> [Aim of the task]
Write out every line from the listing below where the string "collected" is found.
○ ○ ○
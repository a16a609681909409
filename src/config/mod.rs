pub mod env;
pub use env::apply_overrides_from;

use crate::accumulator::DEFAULT_CREDENTIAL_KEY;
use crate::resource::{KeyScheme, ResourceConfig, ResourceRegistry};
use crate::store::SqliteEnvironment;
use anyhow::{anyhow, Context, Result};
use serde::Deserialize;
use std::path::Path;

/// Config file picked up from the working directory when none is given.
pub const DEFAULT_CONFIG_FILE: &str = "pagekeep.toml";

/// Complete pagekeep configuration
#[derive(Debug, Clone, Default, Deserialize)]
pub struct PagekeepConfig {
    #[serde(default)]
    pub store: StoreConfig,
    #[serde(default)]
    pub keys: KeysConfig,
    /// Extra resource kinds, or replacements for built-in ones
    #[serde(default)]
    pub resources: Vec<ResourceConfig>,
}

/// Environment store configuration
#[derive(Debug, Clone, Deserialize)]
pub struct StoreConfig {
    /// SQLite file holding the runner environment
    #[serde(default = "default_store_path")]
    pub path: String,
    /// Key refreshed access tokens are written to
    #[serde(default = "default_credential_key")]
    pub credential_key: String,
    /// Base64 32-byte key; when set the credential is encrypted at rest
    #[serde(default)]
    pub encryption_key: Option<String>,
}

fn default_store_path() -> String {
    "pagekeep.db".to_string()
}

fn default_credential_key() -> String {
    DEFAULT_CREDENTIAL_KEY.to_string()
}

impl Default for StoreConfig {
    fn default() -> Self {
        Self {
            path: default_store_path(),
            credential_key: default_credential_key(),
            encryption_key: None,
        }
    }
}

/// Key layout configuration
#[derive(Debug, Clone, Default, Deserialize)]
pub struct KeysConfig {
    #[serde(default)]
    pub like_users: KeyScheme,
}

impl PagekeepConfig {
    /// Checks that every configured resource kind is usable.
    pub fn validate(&self) -> Result<()> {
        if self.store.credential_key.is_empty() {
            return Err(anyhow!("store.credential_key must not be empty"));
        }
        for resource in &self.resources {
            if resource.name.is_empty() {
                return Err(anyhow!("resource kind with empty name"));
            }
            if resource.accumulator_key.is_empty() || resource.cursor_key.is_empty() {
                return Err(anyhow!(
                    "resource '{}' needs both accumulator_key and cursor_key",
                    resource.name
                ));
            }
            if resource.accumulator_key == resource.cursor_key {
                return Err(anyhow!(
                    "resource '{}' uses '{}' for both accumulator and cursor",
                    resource.name,
                    resource.cursor_key
                ));
            }
            let credential = &self.store.credential_key;
            if &resource.accumulator_key == credential || &resource.cursor_key == credential {
                return Err(anyhow!(
                    "resource '{}' would overwrite the credential key '{}'",
                    resource.name,
                    credential
                ));
            }
        }
        Ok(())
    }

    /// Built-in kinds under the configured key scheme plus configured kinds.
    pub fn registry(&self) -> ResourceRegistry {
        ResourceRegistry::with_overrides(self.keys.like_users, &self.resources)
    }

    /// Opens the SQLite environment, sealing the credential key if an
    /// encryption key is configured.
    pub fn open_store(&self) -> Result<SqliteEnvironment> {
        let store = SqliteEnvironment::new(&self.store.path)?;
        match &self.store.encryption_key {
            Some(key) => store.with_secret_keys(key, [self.store.credential_key.clone()]),
            None => Ok(store),
        }
    }
}

/// Load configuration from TOML file
pub fn load_config<P: AsRef<Path>>(path: P) -> Result<PagekeepConfig> {
    let path = path.as_ref();
    let contents = std::fs::read_to_string(path)
        .with_context(|| format!("Failed to read config file {}", path.display()))?;
    let config: PagekeepConfig = toml::from_str(&contents)
        .with_context(|| format!("Failed to parse config file {}", path.display()))?;
    Ok(config)
}

/// Resolves the configuration for one run.
///
/// # Arguments
/// * `explicit` - `--config` path; a missing file is an error
/// * `dir` - directory searched for [`DEFAULT_CONFIG_FILE`]
/// * `lookup` - resolves `PAGEKEEP_*` variables, applied after the file
///
/// # Returns
/// * `Ok(PagekeepConfig)` - Validated configuration
/// * `Err` - If the file cannot be loaded, an override is invalid, or validation fails
pub fn resolve_config<F>(explicit: Option<&Path>, dir: &Path, lookup: F) -> Result<PagekeepConfig>
where
    F: Fn(&str) -> Option<String>,
{
    let default_file = dir.join(DEFAULT_CONFIG_FILE);
    let mut config = match explicit {
        Some(path) => load_config(path)?,
        None if default_file.exists() => load_config(&default_file)?,
        None => PagekeepConfig::default(),
    };
    apply_overrides_from(&mut config, lookup)?;
    config.validate().context("Invalid configuration")?;
    Ok(config)
}
#[test]
fn test_shared_like_user_keys_collide() {
    let env = MemoryEnvironment::new();
    let post_likes = ResourceKind::PostLikeUsers.config(KeyScheme::Shared);
    let comment_likes = ResourceKind::CommentLikeUsers.config(KeyScheme::Shared);

    handle_response(
        &ResponseEnvelope::ok(json!({"like_users": [{"id": "p1"}], "next_cursor": "p1"})),
        &post_likes,
        &env,
    );
    handle_response(
        &ResponseEnvelope::ok(json!({"like_users": [{"id": "c1"}], "next_cursor": "c1"})),
        &comment_likes,
        &env,
    );

    assert_eq!(
        stored_items(&env, &post_likes),
        Some(json!([{"id": "p1"}, {"id": "c1"}]))
    );
}

#[test]
fn test_namespaced_like_user_keys_are_independent() {
    let env = MemoryEnvironment::new();
    let post_likes = ResourceKind::PostLikeUsers.config(KeyScheme::Namespaced);
    let comment_likes = ResourceKind::CommentLikeUsers.config(KeyScheme::Namespaced);

    handle_response(
        &ResponseEnvelope::ok(json!({"like_users": [{"id": "p1"}], "next_cursor": "p1"})),
        &post_likes,
        &env,
    );
    handle_response(
        &ResponseEnvelope::ok(json!({"like_users": [{"id": "c1"}], "next_cursor": "c1"})),
        &comment_likes,
        &env,
    );

    assert_eq!(stored_items(&env, &post_likes), Some(json!([{"id": "p1"}])));
    assert_eq!(stored_items(&env, &comment_likes), Some(json!([{"id": "c1"}])));

    // Finishing one pagination leaves the other in place
    handle_response(
        &ResponseEnvelope::ok(json!({"message": "No more users who liked available", "info": "Done"})),
        &post_likes,
        &env,
    );
    assert_eq!(stored_items(&env, &post_likes), None);
    assert_eq!(stored_cursor(&env, &comment_likes).as_deref(), Some("c1"));
}

#[test]
fn test_clear() {
    let env = MemoryEnvironment::with_vars([("allPosts", "[]"), ("lastPostId", "1"), ("JWT", "t")]);
    clear(&env, &posts()).unwrap();
    assert_eq!(env.keys().unwrap(), vec!["JWT"]);
}

#[test]
fn test_snapshot() {
    let env = MemoryEnvironment::with_vars([("allFeedPosts", r#"[{"id":1}]"#), ("lastSeenPostId", "2")]);

    let snap = snapshot(&env, &feed()).unwrap();
    assert_eq!(snap["kind"], json!("feed"));
    assert_eq!(snap["count"], json!(1));
    assert_eq!(snap["cursor"], json!("2"));
    assert_eq!(snap["items"], json!([{"id": 1}]));

    let empty = snapshot(&MemoryEnvironment::new(), &posts()).unwrap();
    assert_eq!(empty["count"], json!(0));
    assert!(empty["cursor"].is_null());
}

// ── Logging ───────────────────────────────────────────────────────────────────

/// Shared buffer the fmt subscriber writes into.
#[derive(Clone, Default)]
struct LogBuffer(std::sync::Arc<std::sync::Mutex<Vec<u8>>>);

impl std::io::Write for LogBuffer {
    fn write(&mut self, buf: &[u8]) -> std::io::Result<usize> {
        self.0.lock().unwrap().extend_from_slice(buf);
        Ok(buf.len())
    }
    fn flush(&mut self) -> std::io::Result<()> {
        Ok(())
    }
}

impl<'a> tracing_subscriber::fmt::MakeWriter<'a> for LogBuffer {
    type Writer = LogBuffer;

    fn make_writer(&'a self) -> Self::Writer {
        self.clone()
    }
}

/// Runs `f` with a subscriber capturing every line it logs.
fn captured_logs(f: impl FnOnce()) -> String {
    let buffer = LogBuffer::default();
    let subscriber = tracing_subscriber::fmt()
        .with_writer(buffer.clone())
        .with_ansi(false)
        .finish();
    tracing::subscriber::with_default(subscriber, f);
    let bytes = buffer.0.lock().unwrap().clone();
    String::from_utf8(bytes).unwrap()
}

#[test]
fn test_missing_array_field_logs_one_error() {
    let env = MemoryEnvironment::new();

    let logs = captured_logs(|| {
        handle_response(&ResponseEnvelope::ok(json!({})), &feed(), &env);
    });

    let errors: Vec<&str> = logs.lines().filter(|line| line.contains(" ERROR ")).collect();
    assert_eq!(errors.len(), 1, "logs: {}", logs);
    assert!(errors[0].contains("Unexpected user feed response"));
    assert!(errors[0].contains("posts"));
}

#[test]
fn test_feed_completion_logged_once() {
    let env = MemoryEnvironment::new();
    let config = feed();

    let logs = captured_logs(|| {
        handle_response(
            &ResponseEnvelope::ok(json!({"posts": [{"id": 1}], "next_cursor": 2})),
            &config,
            &env,
        );
        handle_response(
            &ResponseEnvelope::ok(json!({"posts": [{"id": 2}], "next_cursor": 3})),
            &config,
            &env,
        );
        handle_response(
            &ResponseEnvelope::ok(json!({"message": "no more", "info": "Done"})),
            &config,
            &env,
        );
    });

    let collected: Vec<&str> = logs
        .lines()
        .filter(|line| line.contains("All user feed collected"))
        .collect();
    assert_eq!(collected.len(), 1, "logs: {}", logs);
    assert!(collected[0].contains(r#"[{"id":1},{"id":2}]"#));
    assert!(!logs.contains(" ERROR "));
}

#[test]
fn test_transport_error_logs_status_and_detail() {
    let env = MemoryEnvironment::new();
    let envelope = ResponseEnvelope::new(401, "Unauthorized", json!({"detail": "Token expired"}));

    let logs = captured_logs(|| {
        handle_response(&envelope, &feed(), &env);
    });

    let errors: Vec<&str> = logs.lines().filter(|line| line.contains(" ERROR ")).collect();
    assert_eq!(errors.len(), 1, "logs: {}", logs);
    assert!(errors[0].contains("Error fetching user feed"));
    assert!(errors[0].contains("401 Unauthorized"));
    assert!(errors[0].contains("Token expired"));
}
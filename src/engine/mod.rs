//! Engine Module
//!
//! The record-level contract every layer above the store talks to, and the
//! decorators that wrap it.
//!
//! ## Wrapper Chain
//! ```text
//!   map layer / Db
//!        │
//!   ┌────▼─────┐  cached decoded values, invalidated before delegating
//!   │  Cache   │
//!   └────┬─────┘
//!   ┌────▼─────┐  counters and timings, never changes outcomes
//!   │ Metrics  │
//!   └────┬─────┘
//!   ┌────▼─────┐  bounded queue + worker, read-your-writes via pending map
//!   │  Async   │
//!   └────┬─────┘
//!   ┌────▼─────┐
//!   │  Store   │
//!   └──────────┘
//! ```
//!
//! Each wrapper is optional; disabled ones are left out of the chain.
//! The cache sits above the async queue so invalidation happens
//! synchronously with the logical write.

mod async_write;
mod cache;
mod metrics;
mod sweeper;

use std::sync::Arc;
use std::time::Duration;

use bytes::Bytes;

use crate::config::{CacheMode, Config};
use crate::error::Result;
use crate::store::{Recid, Store, StoreStats};

pub use async_write::{AsyncStats, AsyncWriteEngine};
pub use cache::{CacheEngine, CacheStats};
pub use metrics::{MetricsEngine, MetricsSnapshot, OperationStats};
pub use sweeper::CacheSweeper;

/// How hard the cache should shed entries
#[derive(Debug, Clone, Copy, PartialEq, Eq)]
pub enum PressureLevel {
    /// Drop weakly held entries
    Moderate,
    /// Drop weakly and softly held entries
    Critical,
}

/// Stats gathered down the chain; wrappers fill in their own section
#[derive(Debug, Clone, Default)]
pub struct EngineStats {
    pub store: StoreStats,
    pub cache: Option<CacheStats>,
    pub async_writes: Option<AsyncStats>,
    pub metrics: Option<MetricsSnapshot>,
}

/// Record-level storage contract
///
/// Implemented by [`Store`] and by every wrapper. Wrappers delegate to an
/// inner engine and may short-circuit, but never swallow an inner error.
pub trait Engine: Send + Sync {
    fn put(&self, payload: &[u8]) -> Result<Recid>;

    /// Reserve a recid whose payload reads as empty until updated
    fn preallocate(&self) -> Result<Recid>;

    fn get(&self, recid: Recid) -> Result<Bytes>;

    fn contains(&self, recid: Recid) -> Result<bool>;

    fn update(&self, recid: Recid, payload: &[u8]) -> Result<()>;

    fn delete(&self, recid: Recid) -> Result<()>;

    fn commit(&self) -> Result<()>;

    fn rollback(&self) -> Result<()>;

    fn compact(&self) -> Result<()>;

    fn stats(&self) -> EngineStats;

    /// Drain, release resources; further calls fail with `Closed`
    fn close(&self) -> Result<()>;

    /// Memory-pressure signal; only caches react
    fn release_memory(&self, _level: PressureLevel) {}
}

impl Engine for Store {
    fn put(&self, payload: &[u8]) -> Result<Recid> {
        Store::put(self, payload)
    }

    fn preallocate(&self) -> Result<Recid> {
        Store::preallocate(self)
    }

    fn get(&self, recid: Recid) -> Result<Bytes> {
        Store::get(self, recid)
    }

    fn contains(&self, recid: Recid) -> Result<bool> {
        Store::contains(self, recid)
    }

    fn update(&self, recid: Recid, payload: &[u8]) -> Result<()> {
        Store::update(self, recid, payload)
    }

    fn delete(&self, recid: Recid) -> Result<()> {
        Store::delete(self, recid)
    }

    fn commit(&self) -> Result<()> {
        Store::commit(self)
    }

    fn rollback(&self) -> Result<()> {
        Store::rollback(self)
    }

    fn compact(&self) -> Result<()> {
        Store::compact(self)
    }

    fn stats(&self) -> EngineStats {
        EngineStats {
            store: Store::stats(self),
            ..EngineStats::default()
        }
    }

    fn close(&self) -> Result<()> {
        Store::close(self)
    }
}

/// Wrap `store` in the wrappers `config` enables
pub fn build_chain(store: Arc<Store>, config: &Config) -> Result<Arc<dyn Engine>> {
    let mut engine: Arc<dyn Engine> = store;

    let log_ops = config.diagnostics.log_engine_wrappers;

    if config.async_write {
        engine = Arc::new(
            AsyncWriteEngine::new(
                engine,
                config.async_write_queue_size,
                config.queue_full_policy,
            )?
            .with_op_logging(log_ops),
        );
    }
    if config.metrics {
        engine = Arc::new(MetricsEngine::new(
            engine,
            Duration::from_millis(config.metrics_log_period_ms),
        ));
    }
    if config.cache_mode != CacheMode::Disabled {
        engine = Arc::new(
            CacheEngine::new(engine, config.cache_mode, config.cache_size).with_op_logging(log_ops),
        );
    }

    if log_ops {
        tracing::debug!(
            cache = ?config.cache_mode,
            metrics = config.metrics,
            async_write = config.async_write,
            "Engine chain built"
        );
    }
    Ok(engine)
}
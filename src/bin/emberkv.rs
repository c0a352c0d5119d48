//! emberkv command-line tool
//!
//! Inspects and edits a data directory. Keys live in a named hash map.

use std::path::PathBuf;
use std::process::ExitCode;

use clap::{Parser, Subcommand};
use emberkv::store::WAL_FILE;
use emberkv::wal::WalRecovery;
use emberkv::{Config, Db, Location};
use tracing_subscriber::{fmt, EnvFilter};

/// emberkv CLI
#[derive(Parser, Debug)]
#[command(name = "emberkv")]
#[command(about = "Embeddable paged key-value store")]
#[command(version)]
struct Args {
    /// Data directory
    #[arg(short, long, default_value = "./emberkv_data")]
    data_dir: PathBuf,

    /// Map the key commands operate on
    #[arg(short, long, default_value = "default")]
    map: String,

    /// Segments for newly created maps (power of two)
    #[arg(short, long, default_value_t = emberkv::config::DEFAULT_CONCURRENCY_LEVEL)]
    concurrency: usize,

    #[command(subcommand)]
    command: Commands,
}

#[derive(Subcommand, Debug)]
enum Commands {
    /// Print store statistics and the named maps
    Stats,

    /// Set a key-value pair and commit
    Put {
        key: String,
        value: String,
    },

    /// Get a value by key
    Get {
        key: String,
    },

    /// Delete a key and commit
    Delete {
        key: String,
    },

    /// Rewrite the data file without free space
    Compact,

    /// Check the WAL without modifying it
    VerifyWal,
}

fn main() -> ExitCode {
    let filter = EnvFilter::try_from_default_env()
        .unwrap_or_else(|_| EnvFilter::new("info,emberkv=debug"));

    fmt()
        .with_env_filter(filter)
        .with_target(true)
        .with_thread_ids(true)
        .with_writer(std::io::stderr)
        .init();

    let args = Args::parse();

    match run(args) {
        Ok(()) => ExitCode::SUCCESS,
        Err(e) => {
            tracing::error!(error = %e, "Command failed");
            ExitCode::FAILURE
        }
    }
}

fn run(args: Args) -> emberkv::Result<()> {
    if let Commands::VerifyWal = args.command {
        let path = args.data_dir.join(WAL_FILE);
        if !path.exists() {
            println!("no WAL at {}", path.display());
            return Ok(());
        }
        let result = WalRecovery::verify(&path)?;
        println!("entries:      {}", result.entries_recovered);
        println!("corrupted:    {}", result.entries_corrupted);
        println!("last lsn:     {}", result.last_lsn);
        println!("committed:    {}", result.transactions_committed);
        println!("discarded:    {}", result.transactions_discarded);
        return Ok(());
    }

    let config = Config::builder()
        .concurrency_level(args.concurrency)
        .build();
    let db = Db::open(Location::directory(&args.data_dir), config)?;

    match &args.command {
        Commands::Stats => {
            let stats = db.stats().store;
            println!("records:      {}", stats.records);
            println!("max recid:    {}", stats.max_recid);
            println!("volume bytes: {}", stats.volume_bytes);
            println!("tail:         {}", stats.tail);
            println!("free bytes:   {} ({} entries)", stats.free_bytes, stats.free_entries);
            println!("wal bytes:    {}", stats.wal_bytes);
            for (name, kind) in db.maps()? {
                println!("map:          {} ({:?})", name, kind);
            }
        }
        Commands::Put { key, value } => {
            let map = db.hash_map(&args.map)?;
            map.insert(key.as_bytes(), value.as_bytes())?;
            db.commit()?;
        }
        Commands::Get { key } => {
            let map = db.hash_map(&args.map)?;
            match map.get(key.as_bytes())? {
                Some(value) => println!("{}", String::from_utf8_lossy(&value)),
                None => println!("(nil)"),
            }
        }
        Commands::Delete { key } => {
            let map = db.hash_map(&args.map)?;
            let removed = map.remove(key.as_bytes())?.is_some();
            db.commit()?;
            println!("{}", if removed { "deleted" } else { "(nil)" });
        }
        Commands::Compact => {
            db.compact()?;
            let stats = db.stats().store;
            println!("tail:         {}", stats.tail);
        }
        Commands::VerifyWal => {}
    }

    db.close()
}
○ ○ ○
> [Solved exercise]
    let collected: Vec<&str> = logs
        .filter(|line| line.contains("All user feed collected"))
    assert_eq!(collected.len(), 1, "logs: {}", logs);
    assert!(collected[0].contains(r#"[{"id":1},{"id":2}]"#));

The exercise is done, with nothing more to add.